Compliance in Bond Financed LIHTC Projects

Good Evening -

A reader submitted a question on how compliance works for an LIHTC project financed through the private activity tax-exempt bond program.  They asked if there are any additional requirements a property manager must apply at an LIHTC project with bond financing.   So let’s review how compliance works at these properties.

First, know that all the same compliance requirements that apply to any LIHTC project apply to one that is bond-financed.  The same rules that govern how to calculate a household’s gross annual income, how to apply the LIHTC student rule, how to determine a household’s income limit, how to calculate maximum allowable rent, how to apply the LIHTC available unit rule, vacant unit and transfer rules, etc… govern LIHTC compliance when the project is bond-financed.  The monitoring agency will expect an owner to follow the same rules for a unit they want to produce an LIHTC as they do for any other project governed by Section 42 of the federal tax code.

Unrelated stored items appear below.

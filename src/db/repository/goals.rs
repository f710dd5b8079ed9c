//! Goal, category and assignment repository trait.

use async_trait::async_trait;

use super::error::RepositoryResult;
use crate::api::{
    Category, CategoryId, CategoryPatch, Goal, GoalId, GoalPatch, NewCategory, NewGoal, TeamId,
    UserId,
};

/// Repository trait for goals, their categories and their team
/// assignments.
///
/// Authorization (ownership, membership, visibility) is the service
/// layer's job; these operations only move rows.
///
/// # Thread Safety
/// Implementations must be `Send + Sync` to work with async Rust.
#[async_trait]
pub trait GoalRepository: Send + Sync {
    // ==================== Goals ====================

    /// Insert a goal owned by `owner`.
    async fn insert_goal(&self, owner: UserId, new: NewGoal) -> RepositoryResult<Goal>;

    /// Fetch a goal by id.
    async fn fetch_goal(&self, id: GoalId) -> RepositoryResult<Option<Goal>>;

    /// List all goals owned by `owner`, newest first.
    async fn list_goals_for_owner(&self, owner: UserId) -> RepositoryResult<Vec<Goal>>;

    /// Apply a partial update to a goal and refresh its `updated_at`.
    ///
    /// # Returns
    /// * `Ok(Goal)` - The updated row
    /// * `Err(RepositoryError::NotFound)` - If the goal does not exist
    async fn update_goal(&self, id: GoalId, patch: GoalPatch) -> RepositoryResult<Goal>;

    /// Delete a goal together with its category links, team assignments
    /// and file attachments.
    ///
    /// # Returns
    /// * `Ok(true)` - The goal was removed
    /// * `Ok(false)` - No such goal
    async fn delete_goal(&self, id: GoalId) -> RepositoryResult<bool>;

    // ==================== Categories ====================

    /// Insert a category owned by `owner`.
    ///
    /// # Returns
    /// * `Err(RepositoryError::ValidationError)` - If the owner already
    ///   has a category with the same name
    async fn insert_category(&self, owner: UserId, new: NewCategory) -> RepositoryResult<Category>;

    /// Fetch a category by id.
    async fn fetch_category(&self, id: CategoryId) -> RepositoryResult<Option<Category>>;

    /// List the owner's categories ordered by name.
    async fn list_categories_for_owner(&self, owner: UserId) -> RepositoryResult<Vec<Category>>;

    /// Apply a partial update to a category.
    async fn update_category(
        &self,
        id: CategoryId,
        patch: CategoryPatch,
    ) -> RepositoryResult<Category>;

    /// Delete a category and its goal links. Goals survive.
    async fn delete_category(&self, id: CategoryId) -> RepositoryResult<bool>;

    /// Link a goal to a category. Idempotent.
    ///
    /// # Returns
    /// * `Ok(true)` - A new link was created
    /// * `Ok(false)` - The link already existed
    async fn attach_category(&self, goal: GoalId, category: CategoryId) -> RepositoryResult<bool>;

    /// Remove a goal/category link.
    async fn detach_category(&self, goal: GoalId, category: CategoryId) -> RepositoryResult<bool>;

    /// Category ids attached to a goal.
    async fn list_goal_categories(&self, goal: GoalId) -> RepositoryResult<Vec<CategoryId>>;

    /// Goals linked to a category, newest first.
    async fn list_goals_for_category(&self, category: CategoryId) -> RepositoryResult<Vec<Goal>>;

    // ==================== Team assignments ====================

    /// Assign a goal to a team. Duplicate assignments are tolerated.
    ///
    /// # Returns
    /// * `Ok(true)` - A new assignment row was created
    /// * `Ok(false)` - The assignment already existed
    async fn assign_goal_to_team(
        &self,
        goal: GoalId,
        team: TeamId,
        assigned_by: UserId,
    ) -> RepositoryResult<bool>;

    /// Remove a goal/team assignment.
    async fn unassign_goal_from_team(&self, goal: GoalId, team: TeamId) -> RepositoryResult<bool>;

    /// Ids of the teams a goal is assigned to.
    async fn list_goal_team_ids(&self, goal: GoalId) -> RepositoryResult<Vec<TeamId>>;

    /// Goals assigned to a team, newest first.
    async fn list_goals_for_team(&self, team: TeamId) -> RepositoryResult<Vec<Goal>>;
}
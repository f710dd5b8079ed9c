//! HTTP server module for the goal-tracking backend.
//!
//! This module provides an axum-based HTTP server that exposes the
//! backend as a REST API. It reuses the existing service layer,
//! repository pattern and domain types from the core library.
//!
//! # Architecture
//!
//! ```text
//! ┌──────────────────────────────────────────────────────────┐
//! │  HTTP Layer (axum handlers)                               │
//! │  - Bearer-token extraction                                │
//! │  - JSON serialization/deserialization                     │
//! │  - CORS, compression, error mapping                       │
//! └───────────────────┬──────────────────────────────────────┘
//!                     │
//! ┌───────────────────▼──────────────────────────────────────┐
//! │  Service Layer (services/)                                │
//! │  - Authorization checks                                   │
//! │  - Business logic and notification fan-out                │
//! └───────────────────┬──────────────────────────────────────┘
//!                     │
//! ┌───────────────────▼──────────────────────────────────────┐
//! │  Repository Layer (db/)                                   │
//! │  - Data persistence                                       │
//! │  - LocalRepository / PostgresRepository                   │
//! └──────────────────────────────────────────────────────────┘
//! ```

#[cfg(feature = "http-server")]
pub mod handlers;

#[cfg(feature = "http-server")]
pub mod router;

#[cfg(feature = "http-server")]
pub mod state;

#[cfg(feature = "http-server")]
pub mod error;

#[cfg(feature = "http-server")]
pub mod extract;

#[cfg(feature = "http-server")]
pub mod dto;

#[cfg(feature = "http-server")]
pub use router::create_router;

#[cfg(feature = "http-server")]
pub use state::AppState;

Second, for the tax-exempt bond program an owner has the same options for committing to a minimum set aside as in the LIHTC program, but there is no incentive built into the bond program to have more low income units than required by the minimum set aside.  The more LIHTC-qualified units an owner has, the larger the tax credit the project produces, the larger capital contribution it attracts from the LIHTC investor.  But an owner gets the full benefit of the tax-exempt financing available through the bond program just by having enough low income units to meet their minimum set aside.  It is possible, however, for the bond-issuing agency to require additional low income units in the project’s bond regulatory agreement.

Third, there are no rules established at the federal level that limit how much rent an owner can charge for a low income unit within the tax-exempt bond program.  It is possible for the bond-issuing agency to limit how much rent an owner charges in the project’s bond regulatory agreement.  There is also the practical limitation that if an owner rents a unit to a household with income below 60 percent or 50 percent of the AMI, the resident will be limited as to how much rent they can afford to pay by virtue of their low income.  Additionally, an owner is limited as to how much rent they may charge for any low income unit for the bond program that is also an LIHTC unit by the regulations for the LIHTC program. 

Fourth, HERA 2008 streamlined the additional compliance requirements that come with bond financing.

  • Prior to July 2008, the tax-exempt bond program required an owner to apply a more restrictive student rule than required by the LIHTC program.  Thankfully, HERA saved managers of bond-financed projects from needing to know two student rules.  Since HERA, all bond-financed projects, rather they have LIHTC or not, follow the LIHTC student rule.
  • The available unit rule is the key to maintaining long-term compliance at all LIHTC projects.  What has been confusing for managers of bond-financed projects is that the rule is applied by building for the LIHTC program but by project for the bond program.  Again thankfully, HERA saved owners and managers from chasing their tales from trying to apply the available unit rule both by building and by project.  Since HERA, an owner of a bond-financed project with LIHTC is only required to apply the LIHTC available unit rule while for a project without LIHTC, they continue to follow the bond available unit rule.

Send me your questions at liz@lizbramletconsulting.com.  Follow me on Twitter at www.twitter.com/lizbramlet.  Check out our current training calendar by going to www.lbctrainingcenter.com and clicking on Current Calendar.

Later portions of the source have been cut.